Ravaud A, Négrier S, Cany L, Merrouche Y, Le Guillou M, Blay J Y, Clavel M, Gaston R, Oskam R, Philip T
Department of Medical Oncology, Foundation Bergonié, Comprehensive Cancer Centre, Bordeaux, France.
Br J Cancer. 1994 Jun;69(6):1111-4. doi: 10.1038/bjc.1994.218.
A double-institution phase II study was performed in patients with metastatic renal cell carcinoma treated subcutaneously (s.c.) with interleukin 2 (IL-2) and alpha-interferon (INF-alpha). Thirty-eight patients were treated over a course of 7 weeks. Initially (day 1 + 2) patients received s.c. IL-2 at 18 x 10(6) IU m-2. During the following 6 weeks, patients received s.c. IL-2 at 3.6 x 10(6) IU m-2 for 5 days per week and s.c. INF-alpha at 5 x 10(6) for 3 days per week. Thirty-eight patients were evaluated for response. An objective response was seen in seven patients (18.4 +/- 12.3%), with one complete response and six partial responses. Median duration of response was 6.7 months. Toxicity could be evaluated in 38 patients and was limited. Mild to moderate toxicity included fever (97%), fatigue or malaise (76%), nausea or vomiting (50%), anorexia (32%), hypotension (26%), neurological disturbances (26%) and hypercreatininaemia (39%). In addition, four grade IV haematological toxicities were noted. No cardiac side-effects were seen. IL-2 and INF-alpha given by this schedule can be safely administered in an outpatient setting. The objective response rate was similar to our previous treatments with high-dose IL-2 given as a continuous infusion.

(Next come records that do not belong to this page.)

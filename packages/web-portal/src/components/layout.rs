//! Portal layout wrapper with the session gate in front of it

use dioxus::prelude::*;
use treasury_client::{Access, Redirect};

use super::{use_notices, RedirectTo, Sidebar};
use crate::auth::use_session;
use crate::live::LiveFeed;
use crate::routes::Route;

/// Layout for every gated view: asks the gate, then renders sidebar,
/// header and the routed page.
#[component]
pub fn PortalLayout() -> Element {
    let session = use_session();
    let route = use_route::<Route>();

    match session.authorize(route.required_role()) {
        Access::Allow => {}
        Access::Deny(Redirect::Login) => {
            return rsx! {
                RedirectTo { to: Route::Login {} }
            };
        }
        Access::Deny(Redirect::Home) => {
            return rsx! {
                RedirectTo { to: Route::Dashboard {} }
            };
        }
    }

    rsx! {
        div {
            class: "min-h-screen flex bg-gray-50",

            Sidebar {}

            div {
                class: "flex-1 flex flex-col min-w-0",
                Header {}
                main {
                    class: "p-6",
                    Outlet::<Route> {}
                }
            }

            LiveFeed {}
        }
    }
}

#[component]
fn Header() -> Element {
    let session = use_session();
    let navigator = use_navigator();
    let mut notices = use_notices();

    let Some(current) = session.current() else {
        return rsx! {};
    };

    let handle_logout = {
        let session = session.clone();
        move |_| match session.logout() {
            Ok(()) => {
                navigator.replace(Route::Login {});
            }
            Err(e) => notices.api_error("Sign out failed", &e),
        }
    };

    rsx! {
        header {
            class: "bg-white border-b border-gray-200 px-6 py-3 flex items-center justify-between",
            div {
                p { class: "text-sm font-semibold text-gray-900", "{current.office_name()}" }
                p { class: "text-xs text-gray-500 font-mono", "{current.wallet_address()}" }
            }
            div {
                class: "flex items-center gap-4",
                span {
                    class: "text-xs px-2 py-1 rounded-full bg-emerald-100 text-emerald-800",
                    "{current.role().label()}"
                }
                button {
                    class: "text-sm text-gray-600 hover:text-gray-900 px-3 py-1.5 rounded hover:bg-gray-100",
                    onclick: handle_logout,
                    "Logout"
                }
            }
        }
    }
}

一项双机构的II期研究在接受皮下注射白细胞介素2(IL-2)和α-干扰素(INF-α)治疗的转移性肾细胞癌患者中进行。38名患者接受了为期7周的治疗。最初(第1天+第2天),患者接受皮下注射IL-2,剂量为18×10⁶IU/m²。在接下来的6周内,患者每周5天接受皮下注射IL-2,剂量为3.6×10⁶IU/m²,每周3天接受皮下注射INF-α,剂量为5×10⁶。对38名患者进行了疗效评估。7名患者出现客观缓解(18.4±12.3%),其中1例完全缓解,6例部分缓解。缓解的中位持续时间为6.7个月。38名患者的毒性可进行评估,且毒性有限。轻度至中度毒性包括发热(97%)、疲劳或不适(76%)、恶心或呕吐(50%)、厌食(32%)、低血压(26%)、神经功能障碍(26%)和血肌酐升高(39%)。此外,记录到4例IV级血液学毒性。未观察到心脏副作用。按此方案给予的IL-2和INF-α可在门诊环境中安全给药。客观缓解率与我们之前持续输注高剂量IL-2的治疗相似。